The most commonly used indices for determining copper deficiency in humans are reduced serum/plasma copper concentration and decreased activity of ceruloplasmin and Cu/Zn superoxide dismutase (SOD1). However, these indicators are influenced by many factors unrelated to copper status and lack the sensitivity required to detect marginal deficiency, limiting their usefulness in many situations. In vivo, the insertion of copper into SOD1 is dependent on the copper chaperone for SOD1 (CCS). In this study, we explored the possibility that the expression level of CCS may reflect copper status and thus serve as a useful marker of copper nutriture.

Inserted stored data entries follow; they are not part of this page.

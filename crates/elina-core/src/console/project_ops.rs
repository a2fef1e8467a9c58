//! Projects, WBS nodes and tasks.

use log::info;
use serde::Deserialize;

use super::Console;
use crate::{
    error::{ConsoleError, Result},
    models::{Project, ProjectDraft, Task, TaskDraft, Wbs, WbsDraft},
    params::{Id, ListProjects},
    transport::ApiRequest,
};

/// List endpoints answer either with a bare array or a page wrapper.
#[derive(Deserialize)]
#[serde(untagged)]
enum Listing<T> {
    Page { content: Vec<T> },
    Items(Vec<T>),
}

impl<T> From<Listing<T>> for Vec<T> {
    fn from(listing: Listing<T>) -> Self {
        match listing {
            Listing::Page { content } => content,
            Listing::Items(items) => items,
        }
    }
}

impl Console {
    pub async fn list_projects(&self, params: &ListProjects) -> Result<Vec<Project>> {
        let mut request = ApiRequest::get("/api/projects");
        if let Some(search) = params.search.as_deref().filter(|s| !s.trim().is_empty()) {
            request = request.query("search", search);
        }
        let listing: Listing<Project> = self.client.fetch(request).await?;
        Ok(listing.into())
    }

    pub async fn get_project(&self, params: &Id) -> Result<Project> {
        self.client
            .fetch(ApiRequest::get(format!("/api/projects/{}", params.id)))
            .await
    }

    /// Root WBS nodes of a project with their children nested.
    pub async fn wbs_hierarchy(&self, project: &Id) -> Result<Vec<Wbs>> {
        self.client
            .fetch(ApiRequest::get(format!(
                "/api/wbs/project/{}/hierarchy",
                project.id
            )))
            .await
    }

    pub async fn get_wbs(&self, params: &Id) -> Result<Wbs> {
        self.client
            .fetch(ApiRequest::get(format!("/api/wbs/{}", params.id)))
            .await
    }

    pub async fn list_tasks(&self, wbs: &Id) -> Result<Vec<Task>> {
        let listing: Listing<Task> = self
            .client
            .fetch(ApiRequest::get(format!("/api/tasks/wbs/{}", wbs.id)))
            .await?;
        Ok(listing.into())
    }

    pub async fn get_task(&self, params: &Id) -> Result<Task> {
        self.client
            .fetch(ApiRequest::get(format!("/api/tasks/{}", params.id)))
            .await
    }

    pub async fn create_project(&self, draft: &ProjectDraft) -> Result<Project> {
        draft.validate()?;
        let project: Project = self
            .client
            .fetch(ApiRequest::post("/api/projects").json(draft)?)
            .await?;
        info!("Created project {}", project.project_id);
        Ok(project)
    }

    pub async fn update_project(&self, project: &Id, draft: &ProjectDraft) -> Result<Project> {
        draft.validate()?;
        let updated: Project = self
            .client
            .fetch(ApiRequest::put(format!("/api/projects/{}", project.id)).json(draft)?)
            .await?;
        info!("Updated project {}", updated.project_id);
        Ok(updated)
    }

    /// Deletes a project. The backend cascades to its WBS nodes and tasks.
    pub async fn delete_project(&self, project: &Id) -> Result<()> {
        self.client
            .execute(ApiRequest::delete(format!("/api/projects/{}", project.id)))
            .await?;
        info!("Deleted project {}", project.id);
        Ok(())
    }

    pub async fn create_wbs(&self, draft: &WbsDraft) -> Result<Wbs> {
        draft.validate()?;
        let wbs: Wbs = self
            .client
            .fetch(ApiRequest::post("/api/wbs").json(draft)?)
            .await?;
        info!("Created WBS {} in project {}", wbs.wbs_id, draft.project_id);
        Ok(wbs)
    }

    pub async fn update_wbs(&self, wbs: &Id, draft: &WbsDraft) -> Result<Wbs> {
        draft.validate()?;
        if draft.parent_wbs_id == Some(wbs.id) {
            return Err(ConsoleError::validation("parentWbsId")
                .with_reason("A WBS node cannot be its own parent"));
        }
        let updated: Wbs = self
            .client
            .fetch(ApiRequest::put(format!("/api/wbs/{}", wbs.id)).json(draft)?)
            .await?;
        info!("Updated WBS {}", updated.wbs_id);
        Ok(updated)
    }

    /// Deletes a WBS node together with its children and tasks.
    pub async fn delete_wbs(&self, wbs: &Id) -> Result<()> {
        self.client
            .execute(ApiRequest::delete(format!("/api/wbs/{}", wbs.id)))
            .await?;
        info!("Deleted WBS {}", wbs.id);
        Ok(())
    }

    pub async fn create_task(&self, draft: &TaskDraft) -> Result<Task> {
        draft.validate()?;
        let task: Task = self
            .client
            .fetch(ApiRequest::post("/api/tasks").json(draft)?)
            .await?;
        info!("Created task {} under WBS {}", task.task_id, draft.wbs_id);
        Ok(task)
    }

    pub async fn update_task(&self, task: &Id, draft: &TaskDraft) -> Result<Task> {
        draft.validate()?;
        let updated: Task = self
            .client
            .fetch(ApiRequest::put(format!("/api/tasks/{}", task.id)).json(draft)?)
            .await?;
        info!("Updated task {}", updated.task_id);
        Ok(updated)
    }

    /// Deletes a task with its updates and confirmations.
    pub async fn delete_task(&self, task: &Id) -> Result<()> {
        self.client
            .execute(ApiRequest::delete(format!("/api/tasks/{}", task.id)))
            .await?;
        info!("Deleted task {}", task.id);
        Ok(())
    }
}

Weanling male Wistar rats were fed either a normal (5.3 mg Cu/kg diet), moderately deficient (0.84 mg Cu/kg diet) or deficient (0.34 mg Cu/kg diet) copper diet for 6 wk. Rats fed moderate and deficient diets showed differences (P < 0.05) in several hematological measurements, indicating varying degrees of copper deficiency in these groups. Copper-deficient rats had reduced (P < 0.05) liver and erythrocyte SOD1 activity and body weight. Western blot analysis revealed a dose-dependent increase (P < 0.05) in CCS expression in liver and erythrocytes of copper-deficient rats. We report CCS protein level as a novel marker for assessing copper status.